mod loader;
mod types;
mod validate;

pub use loader::{load_config, load_config_from_str};
pub use types::*;
pub use validate::validate_config;

use thiserror::Error;

#[derive(Debug, Error)]
pub enum ConfigError {
    #[error("Configuration file not found: {0}")]
    FileNotFound(String),

    #[error("Failed to parse configuration: {0}")]
    ParseError(String),

    #[error("Configuration validation failed: {0}")]
    ValidationError(String),
}
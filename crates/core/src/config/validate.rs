use super::{types::Config, ConfigError};

/// Validate configuration
/// Currently validates:
/// - ffmpeg path is not empty
/// - Segment buffer is not 0
/// - Segment prefix is not empty
/// - The job's transcode invariants (boundaries, profiles)
pub fn validate_config(config: &Config) -> Result<(), ConfigError> {
    if config.encoder.ffmpeg_path.as_os_str().is_empty() {
        return Err(ConfigError::ValidationError(
            "encoder.ffmpeg_path cannot be empty".to_string(),
        ));
    }

    if config.encoder.segment_buffer == 0 {
        return Err(ConfigError::ValidationError(
            "encoder.segment_buffer cannot be 0".to_string(),
        ));
    }

    if config.job.segment_prefix.trim().is_empty() {
        return Err(ConfigError::ValidationError(
            "job.segment_prefix cannot be empty".to_string(),
        ));
    }

    config
        .job
        .boundaries()
        .map_err(|e| ConfigError::ValidationError(format!("job: {}", e)))?;

    Ok(())
}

* _Problem to work on_
Nothing in the entries above may be left out; retype them all exactly.

* _Result for this task_
mod loader;
mod types;
mod validate;

pub use loader::{load_config, load_config_from_str};
pub use types::*;
pub use validate::validate_config;

use thiserror::Error;

#[derive(Debug, Error)]
pub enum ConfigError {
    #[error("Configuration file not found: {0}")]
    FileNotFound(String),

    #[error("Failed to parse configuration: {0}")]
    ParseError(String),

    #[error("Configuration validation failed: {0}")]
    ValidationError(String),
}
filename crates/core/src/config/validate.rs
use super::{types::Config, ConfigError};

/// Validate configuration
/// Currently validates:
/// - ffmpeg path is not empty
/// - Segment buffer is not 0
/// - Segment prefix is not empty
/// - The job's transcode invariants (boundaries, profiles)
pub fn validate_config(config: &Config) -> Result<(), ConfigError> {
    if config.encoder.ffmpeg_path.as_os_str().is_empty() {
        return Err(ConfigError::ValidationError(
            "encoder.ffmpeg_path cannot be empty".to_string(),
        ));
    }

    if config.encoder.segment_buffer == 0 {
        return Err(ConfigError::ValidationError(
            "encoder.segment_buffer cannot be 0".to_string(),
        ));
    }

    if config.job.segment_prefix.trim().is_empty() {
        return Err(ConfigError::ValidationError(
            "job.segment_prefix cannot be empty".to_string(),
        ));
    }

    config
        .job
        .boundaries()
        .map_err(|e| ConfigError::ValidationError(format!("job: {}", e)))?;

    Ok(())
}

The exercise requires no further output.